Which lines in the data below contain the word "Some"? Copy each of them.

**** MATERIAL FOR THIS EXERCISE ****

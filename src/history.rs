//! Drink log.
//!
//! Every logged drink lands in the `waterHistory` key as a JSON array of
//! points; the history view folds them into per-day totals.

use std::collections::BTreeMap;

use chrono::{DateTime, Local, NaiveDate, Utc};
use serde::{Deserialize, Serialize};

use crate::storage::{KeyValueStore, StoreError, KEY_WATER_HISTORY};

#[derive(Serialize, Deserialize, Debug, Clone, Copy)]
pub struct DrinkPoint {
    /// Timestamp of when the drink was recorded
    pub timestamp: i64,

    /// Amount of water drank in milliliters
    pub amount: f64,
}

impl DrinkPoint {
    pub fn new(amount: f64) -> Self {
        Self {
            timestamp: Utc::now().timestamp(),
            amount,
        }
    }

    pub fn at(timestamp: i64, amount: f64) -> Self {
        Self { timestamp, amount }
    }
}

pub async fn load_history(store: &dyn KeyValueStore) -> Result<Vec<DrinkPoint>, StoreError> {
    match store.get(KEY_WATER_HISTORY).await? {
        Some(raw) => Ok(serde_json::from_str(&raw)?),
        None => Ok(Vec::new()),
    }
}

pub async fn append_drink(
    store: &mut dyn KeyValueStore,
    point: DrinkPoint,
) -> Result<(), StoreError> {
    let mut points = load_history(store).await?;
    points.push(point);
    store
        .set(KEY_WATER_HISTORY, &serde_json::to_string(&points)?)
        .await
}

/// Intake totals grouped by local calendar date, oldest first.
pub fn daily_totals(points: &[DrinkPoint]) -> BTreeMap<NaiveDate, f64> {
    let mut grouped: BTreeMap<NaiveDate, f64> = BTreeMap::new();

    for point in points {
        let Some(recorded) = DateTime::from_timestamp(point.timestamp, 0) else {
            continue;
        };
        let day = recorded.with_timezone(&Local).date_naive();
        *grouped.entry(day).or_insert(0.0) += point.amount;
    }

    grouped
}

****

■ PROBLEM SOLUTION:
        Some(raw) => Ok(serde_json::from_str(&raw)?),
        let Some(recorded) = DateTime::from_timestamp(point.timestamp, 0) else {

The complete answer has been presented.